Locate the word "usize" in the data below, then copy every line that holds it.

• Saved entries:
»»

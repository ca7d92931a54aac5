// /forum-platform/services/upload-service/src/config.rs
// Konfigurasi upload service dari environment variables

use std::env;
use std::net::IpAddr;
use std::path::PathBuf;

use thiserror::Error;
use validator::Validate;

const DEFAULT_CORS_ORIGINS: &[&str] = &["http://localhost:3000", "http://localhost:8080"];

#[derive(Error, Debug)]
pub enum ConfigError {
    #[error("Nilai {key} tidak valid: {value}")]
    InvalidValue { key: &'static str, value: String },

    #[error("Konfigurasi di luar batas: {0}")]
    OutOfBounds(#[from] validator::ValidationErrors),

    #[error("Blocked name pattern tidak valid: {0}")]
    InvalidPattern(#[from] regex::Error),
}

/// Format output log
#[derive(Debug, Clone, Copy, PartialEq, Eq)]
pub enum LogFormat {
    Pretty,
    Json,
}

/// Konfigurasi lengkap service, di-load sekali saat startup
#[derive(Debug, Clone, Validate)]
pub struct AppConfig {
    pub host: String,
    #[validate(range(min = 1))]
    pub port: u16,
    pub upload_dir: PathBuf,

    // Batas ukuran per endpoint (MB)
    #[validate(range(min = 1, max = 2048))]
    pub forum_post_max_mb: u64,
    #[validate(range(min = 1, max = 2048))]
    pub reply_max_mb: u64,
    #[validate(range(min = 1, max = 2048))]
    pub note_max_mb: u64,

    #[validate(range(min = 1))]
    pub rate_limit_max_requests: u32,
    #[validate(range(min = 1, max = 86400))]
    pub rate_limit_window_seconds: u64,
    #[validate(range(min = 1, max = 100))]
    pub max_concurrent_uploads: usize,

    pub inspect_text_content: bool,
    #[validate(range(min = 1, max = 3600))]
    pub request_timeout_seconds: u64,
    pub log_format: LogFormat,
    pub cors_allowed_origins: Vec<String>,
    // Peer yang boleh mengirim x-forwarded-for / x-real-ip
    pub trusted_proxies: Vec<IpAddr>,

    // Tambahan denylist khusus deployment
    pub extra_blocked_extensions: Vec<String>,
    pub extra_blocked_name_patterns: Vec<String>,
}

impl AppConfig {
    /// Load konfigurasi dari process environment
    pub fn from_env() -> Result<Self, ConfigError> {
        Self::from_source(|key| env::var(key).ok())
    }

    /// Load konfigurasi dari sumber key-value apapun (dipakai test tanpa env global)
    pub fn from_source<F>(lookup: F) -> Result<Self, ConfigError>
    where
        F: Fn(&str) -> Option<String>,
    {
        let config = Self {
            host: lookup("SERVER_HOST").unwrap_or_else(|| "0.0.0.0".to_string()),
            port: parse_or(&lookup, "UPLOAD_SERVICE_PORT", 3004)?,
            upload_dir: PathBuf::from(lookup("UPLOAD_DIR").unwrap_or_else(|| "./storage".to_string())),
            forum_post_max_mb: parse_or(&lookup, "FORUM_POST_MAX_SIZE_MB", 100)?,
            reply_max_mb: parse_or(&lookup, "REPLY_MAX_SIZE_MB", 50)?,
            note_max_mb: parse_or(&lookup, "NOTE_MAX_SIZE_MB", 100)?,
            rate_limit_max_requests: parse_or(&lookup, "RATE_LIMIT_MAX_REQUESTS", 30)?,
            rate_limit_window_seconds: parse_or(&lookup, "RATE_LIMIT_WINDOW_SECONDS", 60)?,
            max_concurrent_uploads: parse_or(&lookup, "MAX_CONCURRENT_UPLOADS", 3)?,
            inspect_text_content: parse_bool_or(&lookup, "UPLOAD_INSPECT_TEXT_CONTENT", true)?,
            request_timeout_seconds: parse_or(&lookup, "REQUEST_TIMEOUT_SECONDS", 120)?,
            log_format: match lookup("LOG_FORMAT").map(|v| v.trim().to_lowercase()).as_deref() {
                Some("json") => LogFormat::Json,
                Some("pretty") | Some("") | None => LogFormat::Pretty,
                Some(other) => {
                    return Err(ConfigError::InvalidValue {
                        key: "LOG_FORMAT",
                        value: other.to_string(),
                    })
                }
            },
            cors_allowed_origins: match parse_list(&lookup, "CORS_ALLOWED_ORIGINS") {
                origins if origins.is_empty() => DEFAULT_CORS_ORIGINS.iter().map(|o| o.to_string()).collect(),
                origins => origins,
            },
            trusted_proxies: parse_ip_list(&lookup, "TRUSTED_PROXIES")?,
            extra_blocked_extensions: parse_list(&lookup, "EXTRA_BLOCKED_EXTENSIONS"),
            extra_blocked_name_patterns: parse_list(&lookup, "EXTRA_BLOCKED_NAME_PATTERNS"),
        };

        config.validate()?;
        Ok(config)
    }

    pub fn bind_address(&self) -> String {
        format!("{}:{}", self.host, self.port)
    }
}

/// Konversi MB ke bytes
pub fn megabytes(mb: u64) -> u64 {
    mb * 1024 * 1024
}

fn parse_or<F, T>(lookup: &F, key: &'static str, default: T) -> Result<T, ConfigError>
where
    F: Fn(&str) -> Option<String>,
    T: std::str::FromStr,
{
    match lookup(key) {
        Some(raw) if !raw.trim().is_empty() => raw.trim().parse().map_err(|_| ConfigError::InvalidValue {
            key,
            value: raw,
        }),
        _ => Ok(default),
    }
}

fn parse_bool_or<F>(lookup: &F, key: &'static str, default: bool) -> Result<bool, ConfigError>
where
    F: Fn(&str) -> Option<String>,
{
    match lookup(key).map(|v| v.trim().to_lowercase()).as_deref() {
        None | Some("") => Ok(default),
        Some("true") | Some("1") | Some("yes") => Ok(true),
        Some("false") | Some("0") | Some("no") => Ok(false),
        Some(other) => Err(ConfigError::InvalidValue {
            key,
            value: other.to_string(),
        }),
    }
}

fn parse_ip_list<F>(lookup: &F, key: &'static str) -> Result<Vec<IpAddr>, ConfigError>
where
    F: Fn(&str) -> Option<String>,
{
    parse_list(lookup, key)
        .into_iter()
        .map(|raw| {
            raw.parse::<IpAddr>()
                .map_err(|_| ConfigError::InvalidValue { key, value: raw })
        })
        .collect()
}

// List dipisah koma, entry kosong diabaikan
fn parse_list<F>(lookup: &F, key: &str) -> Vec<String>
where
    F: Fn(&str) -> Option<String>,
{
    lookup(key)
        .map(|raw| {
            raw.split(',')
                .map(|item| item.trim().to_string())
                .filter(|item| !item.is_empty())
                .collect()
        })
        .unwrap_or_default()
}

««
»»

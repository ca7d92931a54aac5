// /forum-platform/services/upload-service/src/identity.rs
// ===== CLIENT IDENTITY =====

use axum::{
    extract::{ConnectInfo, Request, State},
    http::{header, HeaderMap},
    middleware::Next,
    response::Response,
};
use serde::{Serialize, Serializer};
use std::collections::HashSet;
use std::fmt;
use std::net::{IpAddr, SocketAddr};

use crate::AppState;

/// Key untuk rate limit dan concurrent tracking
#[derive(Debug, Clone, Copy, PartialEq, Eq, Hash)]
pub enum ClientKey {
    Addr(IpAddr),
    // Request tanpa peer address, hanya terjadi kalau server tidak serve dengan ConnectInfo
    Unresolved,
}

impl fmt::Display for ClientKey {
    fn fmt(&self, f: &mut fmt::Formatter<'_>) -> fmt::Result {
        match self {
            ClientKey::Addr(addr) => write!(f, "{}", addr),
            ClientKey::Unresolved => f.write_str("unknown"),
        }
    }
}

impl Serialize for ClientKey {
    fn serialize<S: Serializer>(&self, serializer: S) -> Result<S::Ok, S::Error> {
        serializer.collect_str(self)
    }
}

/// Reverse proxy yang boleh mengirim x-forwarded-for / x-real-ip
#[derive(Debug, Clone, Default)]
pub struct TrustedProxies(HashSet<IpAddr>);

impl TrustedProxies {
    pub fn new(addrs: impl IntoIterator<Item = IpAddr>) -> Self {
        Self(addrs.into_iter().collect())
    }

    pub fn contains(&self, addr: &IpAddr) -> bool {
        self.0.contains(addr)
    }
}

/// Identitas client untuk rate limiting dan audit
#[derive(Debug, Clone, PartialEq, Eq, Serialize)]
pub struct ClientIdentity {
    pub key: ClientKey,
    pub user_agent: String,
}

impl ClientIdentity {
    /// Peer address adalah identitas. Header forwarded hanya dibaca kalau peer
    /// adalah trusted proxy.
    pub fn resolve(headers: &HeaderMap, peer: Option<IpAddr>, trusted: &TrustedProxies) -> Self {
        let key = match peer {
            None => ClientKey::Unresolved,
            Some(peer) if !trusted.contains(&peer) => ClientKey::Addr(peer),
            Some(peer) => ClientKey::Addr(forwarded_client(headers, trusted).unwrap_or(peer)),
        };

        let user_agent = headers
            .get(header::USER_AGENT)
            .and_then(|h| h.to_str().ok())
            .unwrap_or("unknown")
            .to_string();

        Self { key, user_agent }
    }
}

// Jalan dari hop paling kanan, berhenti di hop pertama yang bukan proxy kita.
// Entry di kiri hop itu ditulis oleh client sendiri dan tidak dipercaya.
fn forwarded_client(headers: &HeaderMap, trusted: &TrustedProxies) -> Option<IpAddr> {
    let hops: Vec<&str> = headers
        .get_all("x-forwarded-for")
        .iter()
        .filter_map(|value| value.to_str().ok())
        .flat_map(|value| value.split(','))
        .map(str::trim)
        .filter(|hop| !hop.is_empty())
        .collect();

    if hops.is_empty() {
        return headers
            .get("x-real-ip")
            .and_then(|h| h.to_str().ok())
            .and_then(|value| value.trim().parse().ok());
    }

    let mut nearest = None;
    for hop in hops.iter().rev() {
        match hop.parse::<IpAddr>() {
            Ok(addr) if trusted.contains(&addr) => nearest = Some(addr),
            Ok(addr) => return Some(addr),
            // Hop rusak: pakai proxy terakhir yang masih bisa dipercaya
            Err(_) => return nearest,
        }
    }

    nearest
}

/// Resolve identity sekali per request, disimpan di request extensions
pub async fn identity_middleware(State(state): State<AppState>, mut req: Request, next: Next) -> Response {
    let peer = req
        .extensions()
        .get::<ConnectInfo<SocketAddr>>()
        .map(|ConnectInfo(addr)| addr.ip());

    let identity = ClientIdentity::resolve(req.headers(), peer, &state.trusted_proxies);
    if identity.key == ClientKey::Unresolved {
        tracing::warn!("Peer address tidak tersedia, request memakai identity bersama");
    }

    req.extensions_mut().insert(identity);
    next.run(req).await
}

««
»»

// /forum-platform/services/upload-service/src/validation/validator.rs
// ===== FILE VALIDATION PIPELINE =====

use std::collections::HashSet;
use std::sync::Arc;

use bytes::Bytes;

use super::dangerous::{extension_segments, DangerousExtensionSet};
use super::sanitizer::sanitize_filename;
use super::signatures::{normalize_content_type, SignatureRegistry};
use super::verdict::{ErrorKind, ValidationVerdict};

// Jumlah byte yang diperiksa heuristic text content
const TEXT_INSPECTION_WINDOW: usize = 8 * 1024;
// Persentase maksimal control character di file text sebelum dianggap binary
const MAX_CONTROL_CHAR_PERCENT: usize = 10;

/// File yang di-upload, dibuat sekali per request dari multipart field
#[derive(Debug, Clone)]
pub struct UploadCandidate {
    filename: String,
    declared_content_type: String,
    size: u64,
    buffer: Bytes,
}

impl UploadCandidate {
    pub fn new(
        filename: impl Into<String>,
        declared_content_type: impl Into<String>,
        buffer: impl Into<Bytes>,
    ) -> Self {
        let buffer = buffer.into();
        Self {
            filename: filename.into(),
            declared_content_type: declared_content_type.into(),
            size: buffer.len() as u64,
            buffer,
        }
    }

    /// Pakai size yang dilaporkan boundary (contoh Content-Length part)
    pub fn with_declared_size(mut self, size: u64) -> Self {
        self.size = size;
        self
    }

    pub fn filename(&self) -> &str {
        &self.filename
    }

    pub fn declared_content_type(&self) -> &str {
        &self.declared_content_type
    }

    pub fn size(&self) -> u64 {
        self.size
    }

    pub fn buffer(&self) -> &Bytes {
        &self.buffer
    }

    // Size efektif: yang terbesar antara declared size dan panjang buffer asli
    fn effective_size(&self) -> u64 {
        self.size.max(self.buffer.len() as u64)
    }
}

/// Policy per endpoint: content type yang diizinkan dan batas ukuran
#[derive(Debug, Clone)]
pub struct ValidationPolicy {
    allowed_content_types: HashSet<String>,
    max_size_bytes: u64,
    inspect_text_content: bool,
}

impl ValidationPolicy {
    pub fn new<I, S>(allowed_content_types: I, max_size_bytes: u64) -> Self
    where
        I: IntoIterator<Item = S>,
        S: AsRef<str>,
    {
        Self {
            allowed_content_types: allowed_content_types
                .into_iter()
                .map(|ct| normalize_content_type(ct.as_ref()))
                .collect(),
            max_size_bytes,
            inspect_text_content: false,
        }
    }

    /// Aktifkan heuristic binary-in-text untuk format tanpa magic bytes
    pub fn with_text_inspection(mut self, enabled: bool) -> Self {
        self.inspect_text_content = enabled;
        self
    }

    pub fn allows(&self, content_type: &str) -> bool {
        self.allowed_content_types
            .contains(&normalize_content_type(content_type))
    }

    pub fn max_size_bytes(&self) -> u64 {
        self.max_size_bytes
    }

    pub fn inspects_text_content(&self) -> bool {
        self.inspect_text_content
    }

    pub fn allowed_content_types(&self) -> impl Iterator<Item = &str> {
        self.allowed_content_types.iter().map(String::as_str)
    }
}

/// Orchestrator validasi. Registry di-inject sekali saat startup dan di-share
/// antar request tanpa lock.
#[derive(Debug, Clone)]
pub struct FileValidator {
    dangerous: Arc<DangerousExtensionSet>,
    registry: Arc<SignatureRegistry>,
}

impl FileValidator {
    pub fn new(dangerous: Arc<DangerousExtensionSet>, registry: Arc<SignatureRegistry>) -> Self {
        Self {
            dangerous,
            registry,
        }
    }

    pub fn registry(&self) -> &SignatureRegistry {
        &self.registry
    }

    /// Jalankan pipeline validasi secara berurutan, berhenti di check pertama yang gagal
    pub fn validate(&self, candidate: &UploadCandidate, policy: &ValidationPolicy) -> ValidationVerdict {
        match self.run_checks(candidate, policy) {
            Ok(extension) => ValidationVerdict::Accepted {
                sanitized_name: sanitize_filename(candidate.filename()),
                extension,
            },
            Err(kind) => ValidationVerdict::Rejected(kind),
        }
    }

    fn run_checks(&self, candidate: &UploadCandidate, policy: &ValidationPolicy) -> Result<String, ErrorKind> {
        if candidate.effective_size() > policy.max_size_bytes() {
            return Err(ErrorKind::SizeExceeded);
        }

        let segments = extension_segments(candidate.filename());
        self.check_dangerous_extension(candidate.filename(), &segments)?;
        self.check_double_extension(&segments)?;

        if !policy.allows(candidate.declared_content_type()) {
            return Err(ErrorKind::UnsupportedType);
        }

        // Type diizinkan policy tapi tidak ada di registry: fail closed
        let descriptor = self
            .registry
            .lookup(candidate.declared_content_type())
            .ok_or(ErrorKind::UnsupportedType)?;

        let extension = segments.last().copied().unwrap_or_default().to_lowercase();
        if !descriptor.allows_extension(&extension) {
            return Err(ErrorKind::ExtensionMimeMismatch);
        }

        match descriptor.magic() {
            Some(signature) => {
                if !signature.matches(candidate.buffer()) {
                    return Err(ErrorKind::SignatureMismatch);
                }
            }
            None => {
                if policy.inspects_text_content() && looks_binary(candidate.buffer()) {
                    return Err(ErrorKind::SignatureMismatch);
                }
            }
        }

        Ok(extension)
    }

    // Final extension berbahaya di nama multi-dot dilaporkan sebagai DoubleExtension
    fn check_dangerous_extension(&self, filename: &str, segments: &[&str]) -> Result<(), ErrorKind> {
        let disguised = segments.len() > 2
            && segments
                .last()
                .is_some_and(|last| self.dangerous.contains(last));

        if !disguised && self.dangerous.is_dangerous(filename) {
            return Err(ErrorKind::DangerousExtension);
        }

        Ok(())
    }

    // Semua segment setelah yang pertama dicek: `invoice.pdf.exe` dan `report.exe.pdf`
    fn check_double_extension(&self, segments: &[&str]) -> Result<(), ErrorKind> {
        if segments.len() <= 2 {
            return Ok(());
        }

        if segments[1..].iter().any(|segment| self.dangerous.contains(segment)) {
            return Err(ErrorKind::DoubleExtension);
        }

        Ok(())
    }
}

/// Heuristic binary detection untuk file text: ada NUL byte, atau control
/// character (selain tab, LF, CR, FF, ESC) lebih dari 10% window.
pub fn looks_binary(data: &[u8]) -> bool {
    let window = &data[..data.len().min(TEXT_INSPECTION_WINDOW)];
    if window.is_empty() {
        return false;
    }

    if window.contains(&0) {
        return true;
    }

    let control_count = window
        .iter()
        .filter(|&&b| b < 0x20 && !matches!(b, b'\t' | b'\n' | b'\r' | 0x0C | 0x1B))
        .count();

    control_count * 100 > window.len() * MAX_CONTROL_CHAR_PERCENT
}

««

• EXPECTED ANSWER:
    pub max_concurrent_uploads: usize,
const TEXT_INSPECTION_WINDOW: usize = 8 * 1024;
const MAX_CONTROL_CHAR_PERCENT: usize = 10;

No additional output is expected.